• [EXERCISE INSTRUCTIONS] Scan the records below for the line with "pub struct RunSummary" and the line with "pub fn into_inner(self)". Repeat those two lines and every line between them exactly, and nothing else.

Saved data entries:
******************************

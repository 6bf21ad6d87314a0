pub mod cpu;
pub mod frame;

use ndarray::Array3;

pub use cpu::CpuPreProcessor;
pub use frame::{ColorFormat, FrameError, FrameView};

/// (width, height) of the shipped `1x3x256x320` body/head/hand export.
pub const DEFAULT_INPUT_SIZE: (u32, u32) = (320, 256);

/// Trait for image preprocessing implementations
pub trait Preprocess {
    /// Turn a frame into a `[3, height, width]` f32 tensor at the model's
    /// input size.
    fn preprocess(&mut self, frame: &FrameView<'_>) -> anyhow::Result<Array3<f32>>;

    /// (width, height) this preprocessor targets
    fn input_size(&self) -> (u32, u32);
}
use crate::{
    backend::InferenceBackend,
    pipeline::DetectionPipeline,
    postprocessing::{DetectionClass, DetectionSet},
};
use opentelemetry::{
    global,
    metrics::{Counter, Histogram},
};
use preprocess::{ColorFormat, FrameView};
use serde::Serialize;
use std::io::Write;
use std::path::{Path, PathBuf};
use std::time::Instant;

const IMAGE_EXTENSIONS: [&str; 4] = ["png", "jpg", "jpeg", "bmp"];

struct RunnerMetrics {
    duration_histogram: Histogram<f64>,
    frames_counter: Counter<u64>,
    failed_counter: Counter<u64>,
    detections_counter: Counter<u64>,
}

impl RunnerMetrics {
    fn new(meter_name: &'static str) -> Self {
        let meter = global::meter(meter_name);
        let latency_buckets = [
            0.001, 0.002, 0.005, 0.007, 0.01, 0.015, 0.02, 0.025, 0.03, 0.04, 0.05, 0.075, 0.1,
            0.15, 0.2, 0.5,
        ];
        Self {
            duration_histogram: meter
                .f64_histogram("detector_frame_duration_seconds")
                .with_description("Time to detect a single frame (preprocess + infer + postprocess)")
                .with_unit("s")
                .with_boundaries(latency_buckets.to_vec())
                .build(),
            frames_counter: meter
                .u64_counter("detector_frames_total")
                .with_description("Total frames processed")
                .build(),
            failed_counter: meter
                .u64_counter("detector_frames_failed_total")
                .with_description("Total frames that failed to load or detect")
                .build(),
            detections_counter: meter
                .u64_counter("detector_detections_total")
                .with_description("Total detections produced")
                .build(),
        }
    }
}

/// One output line per processed frame.
#[derive(Debug, Serialize)]
pub struct FrameRecord<'a> {
    pub frame: u64,
    pub source: &'a str,
    pub width: u32,
    pub height: u32,
    pub elapsed_ms: f64,
    pub detections: Vec<DetectionRecord>,
}

#[derive(Debug, Serialize)]
pub struct DetectionRecord {
    pub class_id: i32,
    pub class: Option<&'static str>,
    pub score: f32,
    pub bbox: [u32; 4],
}

impl DetectionRecord {
    fn from_set(detections: &DetectionSet) -> Vec<Self> {
        detections
            .iter()
            .map(|d| Self {
                class_id: d.class_id,
                class: DetectionClass::from_id(d.class_id).map(|c| c.name()),
                score: d.score,
                bbox: [d.x_min, d.y_min, d.x_max, d.y_max],
            })
            .collect()
    }
}

#[derive(Debug, Clone, Copy, Default, PartialEq, Eq)]
pub struct RunSummary {
    pub frames_processed: u64,
    pub frames_failed: u64,
    pub total_detections: u64,
}

/// Drives a pipeline over a directory of still images, one frame at a time,
/// writing one JSON line per frame to `out`.
pub struct FrameRunner<B: InferenceBackend, W: Write> {
    pipeline: DetectionPipeline<B>,
    out: W,
    metrics: RunnerMetrics,
}

impl<B: InferenceBackend, W: Write> FrameRunner<B, W> {
    pub fn new(pipeline: DetectionPipeline<B>, out: W) -> Self {
        Self {
            pipeline,
            out,
            metrics: RunnerMetrics::new("detector"),
        }
    }

    pub fn into_inner(self) -> (DetectionPipeline<B>, W) {
        (self.pipeline, self.out)
    }

    /// Process every image under `dir` in file name order.
    ///
    /// A frame that fails to decode or detect is logged and skipped; only a
    /// missing directory or a broken output sink aborts the run.
    pub fn run_dir(&mut self, dir: &Path) -> anyhow::Result<RunSummary> {
        let frames = list_frames(dir)?;
        tracing::info!(dir = %dir.display(), frames = frames.len(), "Starting detection loop");

        let mut summary = RunSummary::default();

        for (index, path) in frames.iter().enumerate() {
            match self.process_file(index as u64, path) {
                Ok(FrameOutcome {
                    detections,
                    detect_secs,
                }) => {
                    self.metrics.duration_histogram.record(detect_secs, &[]);
                    self.metrics.frames_counter.add(1, &[]);
                    self.metrics.detections_counter.add(detections as u64, &[]);

                    summary.frames_processed += 1;
                    summary.total_detections += detections as u64;

                    if summary.frames_processed.is_multiple_of(10) {
                        tracing::debug!(
                            frames_processed = summary.frames_processed,
                            total_detections = summary.total_detections,
                            detections,
                            "Frame processed"
                        );
                    }
                }
                Err(e) if is_sink_error(&e) => return Err(e),
                Err(e) => {
                    self.metrics.failed_counter.add(1, &[]);
                    summary.frames_failed += 1;
                    tracing::error!(path = %path.display(), error = %e, "Failed to process frame");
                }
            }
        }

        self.out.flush().map_err(SinkError::from)?;
        Ok(summary)
    }

    fn process_file(&mut self, index: u64, path: &Path) -> anyhow::Result<FrameOutcome> {
        let _span = tracing::info_span!("detector_process_frame", frame = index).entered();

        let image = image::open(path)?.to_rgb8();
        let (width, height) = image.dimensions();
        let frame = FrameView::new(image.as_raw(), width, height, ColorFormat::Rgb)?;

        // Only preprocess + infer + postprocess are timed
        let start = Instant::now();
        let detections = self.pipeline.detect(&frame)?;
        let detect_secs = start.elapsed().as_secs_f64();
        let elapsed_ms = detect_secs * 1000.0;
        tracing::debug!(frame = index, elapsed_ms, detections = detections.len(), "Frame detected");

        let source = path.to_string_lossy();
        let record = FrameRecord {
            frame: index,
            source: &source,
            width,
            height,
            elapsed_ms,
            detections: DetectionRecord::from_set(&detections),
        };

        serde_json::to_writer(&mut self.out, &record).map_err(SinkError::from)?;
        self.out.write_all(b"\n").map_err(SinkError::from)?;

        Ok(FrameOutcome {
            detections: detections.len(),
            detect_secs,
        })
    }
}

struct FrameOutcome {
    detections: usize,
    detect_secs: f64,
}

#[derive(Debug, thiserror::Error)]
enum SinkError {
    #[error("Failed to write detections: {0}")]
    Io(#[from] std::io::Error),
    #[error("Failed to serialize detections: {0}")]
    Json(#[from] serde_json::Error),
}

fn is_sink_error(err: &anyhow::Error) -> bool {
    err.downcast_ref::<SinkError>().is_some()
}

/// Image files directly under `dir`, sorted by path.
pub fn list_frames(dir: &Path) -> anyhow::Result<Vec<PathBuf>> {
    let mut frames = Vec::new();
    for entry in std::fs::read_dir(dir)? {
        let path = entry?.path();
        let is_image = path
            .extension()
            .and_then(|ext| ext.to_str())
            .is_some_and(|ext| IMAGE_EXTENSIONS.contains(&ext.to_ascii_lowercase().as_str()));
        if path.is_file() && is_image {
            frames.push(path);
        }
    }
    frames.sort();
    Ok(frames)
}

******************************

• [WRITTEN REPLY]
pub struct RunSummary {
    pub frames_processed: u64,
    pub frames_failed: u64,
    pub total_detections: u64,
}

/// Drives a pipeline over a directory of still images, one frame at a time,
/// writing one JSON line per frame to `out`.
pub struct FrameRunner<B: InferenceBackend, W: Write> {
    pipeline: DetectionPipeline<B>,
    out: W,
    metrics: RunnerMetrics,
}

impl<B: InferenceBackend, W: Write> FrameRunner<B, W> {
    pub fn new(pipeline: DetectionPipeline<B>, out: W) -> Self {
        Self {
            pipeline,
            out,
            metrics: RunnerMetrics::new("detector"),
        }
    }

    pub fn into_inner(self) -> (DetectionPipeline<B>, W) {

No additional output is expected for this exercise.